There are more tokens in the blogs, followed by news and twitter.
There are more unique words (types), which means a more diverse vocabulary in twitter, followed by blogs and news. This is expected hence twitter is supposed to have a more informal language than blogs, while news is supposed to have the less informal language than the other two.
The top 1-grams show the vocabularies are somewhat similar although one can see high frequencies of pronoun “you” in twitter messages and the pronoun “I” in both blogs and twitter which agree with the fact that blogs are meant to be a kind of biography written in first person, while twitter is meant to be both a kind of biography but also frequently replying to someone else’s twitter, and finally, news are more likely to be written in third person.

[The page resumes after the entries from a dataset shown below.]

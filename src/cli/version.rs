//! Version and usage text.

/// The current version, read from Cargo.toml at compile time.
pub const VERSION: &str = env!("CARGO_PKG_VERSION");

/// Line printed for `--version`.
pub fn version_line() -> String {
    format!("debate-feed {}", VERSION)
}

/// Text printed for `--help`.
pub fn usage() -> String {
    format!(
        "{}
Stream a multi-agent debate and print its feed.

USAGE:
    debate-feed [OPTIONS] <PROMPT>...
    debate-feed --health

OPTIONS:
    --confidence <N>   Consensus confidence target, 50-100 (default 80)
    --rounds <N>       Maximum number of rounds, 1-20
    --url <URL>        Backend base URL (default $DEBATE_API_BASE_URL or http://localhost:8000)
    --health           Check that the backend is reachable
    -h, --help         Print this help
    -V, --version      Print the version

Press Ctrl+C to cancel a running debate.",
        version_line()
    )
}
//! Command-line interface for the debate-feed binary.
//!
//! `main` parses the arguments first and only builds a runtime for the
//! commands that talk to the backend:
//!
//! ```ignore
//! use debate_feed::cli::{parse_args, CliCommand};
//!
//! match parse_args(std::env::args())? {
//!     CliCommand::Version => println!("{}", debate_feed::cli::version_line()),
//!     CliCommand::Run(args) => { /* submit the debate */ }
//!     _ => {}
//! }
//! ```

pub mod args;
pub mod version;

pub use args::{parse_args, ArgError, CliCommand, RunArgs};
pub use version::{usage, version_line, VERSION};
//! Concrete implementations of trait abstractions.
//!
//! # Adapters
//!
//! - [`ReqwestHttpClient`] - HTTP client using reqwest
//!
//! # Mock Implementations
//!
//! The [`mock`] submodule provides test doubles:
//! - [`mock::MockHttpClient`] - Scripted HTTP responses

pub mod mock;
pub mod reqwest_http;

pub use mock::MockHttpClient;
pub use reqwest_http::ReqwestHttpClient;
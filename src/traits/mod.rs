//! Trait abstractions for dependency injection and testability.
//!
//! - [`HttpClient`] - HTTP operations used by the debate client (GET, streaming POST)

pub mod http;

pub use http::{ByteStream, Headers, HttpClient, HttpError, Response};
//! Client configuration.
//!
//! Defaults target a backend on `localhost:8000`; every field can be
//! overridden from the environment or with the builder methods.

use std::time::Duration;

use tracing::warn;

use crate::feed::SupersessionPolicy;

pub const DEFAULT_BASE_URL: &str = "http://localhost:8000";

pub const ENV_BASE_URL: &str = "DEBATE_API_BASE_URL";
pub const ENV_IDLE_TIMEOUT: &str = "DEBATE_IDLE_TIMEOUT_SECS";
pub const ENV_DEADLINE: &str = "DEBATE_DEADLINE_SECS";
pub const ENV_INPLACE_SUPERSESSION: &str = "DEBATE_INPLACE_SUPERSESSION";

/// Configuration for talking to the debate backend.
///
/// # Example
///
/// ```ignore
/// use debate_feed::config::DebateConfig;
///
/// let config = DebateConfig::from_env()
///     .with_idle_timeout(Duration::from_secs(120));
/// ```
#[derive(Debug, Clone, PartialEq)]
pub struct DebateConfig {
    /// Backend base URL, without trailing slash
    pub base_url: String,
    /// Longest wait for the response headers or for the next decoded event
    pub idle_timeout: Option<Duration>,
    /// Longest a whole debate may run
    pub deadline: Option<Duration>,
    /// Where superseding responses land in the feed
    pub supersession: SupersessionPolicy,
}

impl Default for DebateConfig {
    fn default() -> Self {
        Self {
            base_url: DEFAULT_BASE_URL.to_string(),
            idle_timeout: None,
            deadline: None,
            supersession: SupersessionPolicy::AppendAtEnd,
        }
    }
}

impl DebateConfig {
    pub fn new() -> Self {
        Self::default()
    }

    /// Set the backend base URL. A trailing slash is dropped.
    pub fn with_base_url(mut self, url: impl Into<String>) -> Self {
        let url = url.into();
        self.base_url = url.trim_end_matches('/').to_string();
        self
    }

    pub fn with_idle_timeout(mut self, timeout: Duration) -> Self {
        self.idle_timeout = Some(timeout);
        self
    }

    pub fn with_deadline(mut self, deadline: Duration) -> Self {
        self.deadline = Some(deadline);
        self
    }

    pub fn with_supersession(mut self, policy: SupersessionPolicy) -> Self {
        self.supersession = policy;
        self
    }

    /// Create config from the `DEBATE_*` environment variables.
    ///
    /// Unset variables keep their defaults. Numeric values that fail to
    /// parse are logged and ignored.
    pub fn from_env() -> Self {
        let mut config = Self::default();

        if let Ok(url) = std::env::var(ENV_BASE_URL) {
            if !url.trim().is_empty() {
                config = config.with_base_url(url.trim());
            }
        }
        if let Some(secs) = env_secs(ENV_IDLE_TIMEOUT) {
            config = config.with_idle_timeout(Duration::from_secs(secs));
        }
        if let Some(secs) = env_secs(ENV_DEADLINE) {
            config = config.with_deadline(Duration::from_secs(secs));
        }
        if std::env::var(ENV_INPLACE_SUPERSESSION).is_ok() {
            config = config.with_supersession(SupersessionPolicy::InPlace);
        }

        config
    }
}

fn env_secs(name: &str) -> Option<u64> {
    let raw = std::env::var(name).ok()?;
    match raw.trim().parse::<u64>() {
        Ok(0) => {
            warn!(variable = name, "ignoring zero duration");
            None
        }
        Ok(secs) => Some(secs),
        Err(_) => {
            warn!(variable = name, value = %raw, "ignoring unparseable duration");
            None
        }
    }
}
//! Embedding infrastructure for book similarity.
//!
//! # Architecture
//!
//! - `embeddings`: the `TextEncoder` seam and its fastembed implementation
//! - `index`: in-memory cosine indexes (item-to-item and query-to-item)
//! - `storage`: binary file I/O for embedding / query-index artifacts
//! - `preprocess`: text preprocessing for embedding input
//! - `builder`: embeds a catalog and writes both artifacts

pub mod builder;
pub mod embeddings;
mod index;
mod preprocess;
mod storage;

pub use embeddings::{EmbeddingModel, TextEncoder};
pub use index::{EmbeddingMatrix, ItemIndex, QueryIndex};
pub use preprocess::DEFAULT_MAX_CONTENT_LENGTH;
pub use storage::{payload_crc, ArtifactKind, MatrixArtifact, MatrixStorage};

/// Default embedding model name
pub const DEFAULT_MODEL: &str = "all-MiniLM-L6-v2";
//! CSV catalog loading.
//!
//! Columns are located by header name. `series` is optional, every other
//! column listed in [`REQUIRED_COLUMNS`] must be present.

use std::path::Path;
use std::time::Instant;

use super::{language, BookRecord, Catalog};

const REQUIRED_COLUMNS: [&str; 6] = [
    "title",
    "author",
    "rating",
    "description",
    "genres",
    "language",
];

#[derive(Debug, thiserror::Error)]
pub enum CatalogError {
    #[error("csv error: {0}")]
    Csv(#[from] csv::Error),

    #[error("catalog is missing required column '{0}'")]
    MissingColumn(&'static str),
}

struct Columns {
    title: usize,
    author: usize,
    rating: usize,
    description: usize,
    genres: usize,
    language: usize,
    series: Option<usize>,
}

impl Columns {
    fn locate(headers: &csv::StringRecord) -> Result<Self, CatalogError> {
        let find = |name: &str| {
            headers
                .iter()
                .position(|header| header.trim().eq_ignore_ascii_case(name))
        };
        let required = |name: &'static str| find(name).ok_or(CatalogError::MissingColumn(name));

        let [title, author, rating, description, genres, lang] = REQUIRED_COLUMNS;
        Ok(Self {
            title: required(title)?,
            author: required(author)?,
            rating: required(rating)?,
            description: required(description)?,
            genres: required(genres)?,
            language: required(lang)?,
            series: find("series"),
        })
    }

    fn parse(&self, record: &csv::StringRecord) -> BookRecord {
        let field = |idx: usize| record.get(idx).unwrap_or("").trim();

        let (code, display) = language::normalize(field(self.language));
        let mut book = BookRecord::new(field(self.title))
            .with_authors(parse_authors(field(self.author)))
            .with_genres(parse_genres(field(self.genres)))
            .with_language(code, display)
            .with_rating(parse_rating(field(self.rating)))
            .with_description(field(self.description));

        if let Some(series) = self.series.map(field) {
            book = book.with_series(series);
        }

        book
    }
}

impl Catalog {
    /// Load the catalog from a CSV file.
    pub fn load_csv(path: impl AsRef<Path>) -> Result<Self, CatalogError> {
        let path = path.as_ref();
        let now = Instant::now();

        let mut csv_reader = csv::ReaderBuilder::new().flexible(true).from_path(path)?;
        let columns = Columns::locate(csv_reader.headers()?)?;

        let mut books = vec![];
        for record in csv_reader.records() {
            books.push(columns.parse(&record?));
        }

        log::debug!(
            "took {}ms to read catalog csv",
            now.elapsed().as_micros() as f64 / 1000.0
        );
        log::info!("Loaded {} books from {}", books.len(), path.display());

        Ok(Catalog::from_records(books))
    }
}

/// Authors come either as a list literal (`['A', 'B']`) or comma separated.
pub fn parse_authors(raw: &str) -> Vec<String> {
    let raw = raw.trim();
    if raw.starts_with('[') {
        return split_list_literal(raw);
    }

    raw.split(',')
        .map(str::trim)
        .filter(|author| !author.is_empty())
        .map(str::to_string)
        .collect()
}

/// Genres come either as a list literal or separated by `,`, `;` or `|`.
pub fn parse_genres(raw: &str) -> Vec<String> {
    let raw = raw.trim();
    if raw.starts_with('[') {
        return split_list_literal(raw);
    }

    raw.split([',', ';', '|'])
        .map(|genre| genre.trim().trim_matches(['\'', '"']).trim())
        .filter(|genre| !genre.is_empty())
        .map(str::to_string)
        .collect()
}

/// Missing, non-numeric or negative ratings count as 0.
pub fn parse_rating(raw: &str) -> f32 {
    raw.trim()
        .parse::<f32>()
        .ok()
        .filter(|rating| rating.is_finite())
        .map(|rating| rating.max(0.0))
        .unwrap_or(0.0)
}

/// Split a Python-style list literal. Commas inside quotes are kept.
fn split_list_literal(raw: &str) -> Vec<String> {
    let inner = raw
        .trim()
        .trim_start_matches('[')
        .trim_end_matches(']');

    let mut items = vec![];
    let mut current = String::new();
    let mut quote: Option<char> = None;

    for ch in inner.chars() {
        match quote {
            Some(q) if ch == q => quote = None,
            Some(_) => current.push(ch),
            None => match ch {
                '\'' | '"' => quote = Some(ch),
                ',' => items.push(std::mem::take(&mut current)),
                _ => current.push(ch),
            },
        }
    }
    items.push(current);

    items
        .into_iter()
        .map(|item| item.trim().to_string())
        .filter(|item| !item.is_empty())
        .collect()
}

#[cfg(test)]
mod tests {
    use super::*;
    use std::io::Write;

    fn write_csv(contents: &str) -> tempfile::NamedTempFile {
        let mut file = tempfile::NamedTempFile::new().unwrap();
        file.write_all(contents.as_bytes()).unwrap();
        file.flush().unwrap();
        file
    }

    #[test]
    fn test_parse_authors_list_literal() {
        assert_eq!(
            parse_authors("['Terry Pratchett', \"Neil Gaiman\"]"),
            vec!["Terry Pratchett", "Neil Gaiman"]
        );
        assert_eq!(parse_authors("['Smith, John']"), vec!["Smith, John"]);
        assert_eq!(parse_authors("[\"Flann O'Brien\"]"), vec!["Flann O'Brien"]);
    }

    #[test]
    fn test_parse_authors_comma_separated() {
        assert_eq!(parse_authors("A. Author, B. Author ,"), vec!["A. Author", "B. Author"]);
        assert!(parse_authors("").is_empty());
    }

    #[test]
    fn test_parse_genres_separators() {
        assert_eq!(parse_genres("Fantasy; Humor|Fiction"), vec!["Fantasy", "Humor", "Fiction"]);
        assert_eq!(parse_genres("['Fantasy', 'Young Adult']"), vec!["Fantasy", "Young Adult"]);
    }

    #[test]
    fn test_parse_rating_coercion() {
        assert_eq!(parse_rating("4.25"), 4.25);
        assert_eq!(parse_rating(""), 0.0);
        assert_eq!(parse_rating("n/a"), 0.0);
        assert_eq!(parse_rating("NaN"), 0.0);
        assert_eq!(parse_rating("-3"), 0.0);
    }

    #[test]
    fn test_load_csv() {
        let file = write_csv(
            "title,series,author,rating,description,language,genres\n\
             Guards! Guards!,Discworld #8,Terry Pratchett,4.3,The watch.,English,\"['Fantasy', 'Humor']\"\n\
             El Aleph,,Jorge Luis Borges,,Cuentos.,spa,Short Stories\n",
        );

        let catalog = Catalog::load_csv(file.path()).unwrap();
        assert_eq!(catalog.len(), 2);

        let first = catalog.get(0).unwrap();
        assert_eq!(first.title, "Guards! Guards!");
        assert_eq!(first.series.as_deref(), Some("Discworld #8"));
        assert_eq!(first.author, vec!["Terry Pratchett"]);
        assert_eq!(first.genres, vec!["Fantasy", "Humor"]);
        assert_eq!(first.language_code, "en");
        assert_eq!(first.language_display, "English");
        assert_eq!(first.rating, 4.3);

        let second = catalog.get(1).unwrap();
        assert_eq!(second.id, 1);
        assert!(second.series.is_none());
        assert_eq!(second.rating, 0.0);
        assert_eq!(second.language_code, "es");
        assert_eq!(second.normalized_title, "el aleph");
    }

    #[test]
    fn test_series_column_is_optional() {
        let file = write_csv(
            "title,author,rating,description,language,genres\n\
             Dune,Frank Herbert,4.2,Spice.,English,Science Fiction\n",
        );
        let catalog = Catalog::load_csv(file.path()).unwrap();
        assert!(catalog.get(0).unwrap().series.is_none());
    }

    #[test]
    fn test_missing_required_column() {
        let file = write_csv("title,author,rating,description,genres\nDune,Frank Herbert,4.2,Spice.,SF\n");
        let result = Catalog::load_csv(file.path());
        assert!(matches!(result, Err(CatalogError::MissingColumn("language"))));
    }

    #[test]
    fn test_missing_file() {
        let result = Catalog::load_csv("/nonexistent/books.csv");
        assert!(matches!(result, Err(CatalogError::Csv(_))));
    }
}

Comparing the top 2-grams with the top 3-grams and so on, one can see how the English language model start to build up and how some kind of jargons appear, e.g.:
Once there are substantial samples from blogs, news and twitters, one can believe that a prediction model based on n-grams should suffice to predict a next word from from previous ones with reasonable accuracy, therefore, the proposal is to develop a prediction algorithm that does the following:
takes the last n words from a given text, limited to a maximum of 4 words, and look for the next word in a n+1 n-gram table.
To improve the chances to find a next word, if the n words are not found in the n+1 n-gram table, the algorithm shall successively fall back to look for the last n-1 words in the n-gram table while n-1 words are not found and n is greater than 0.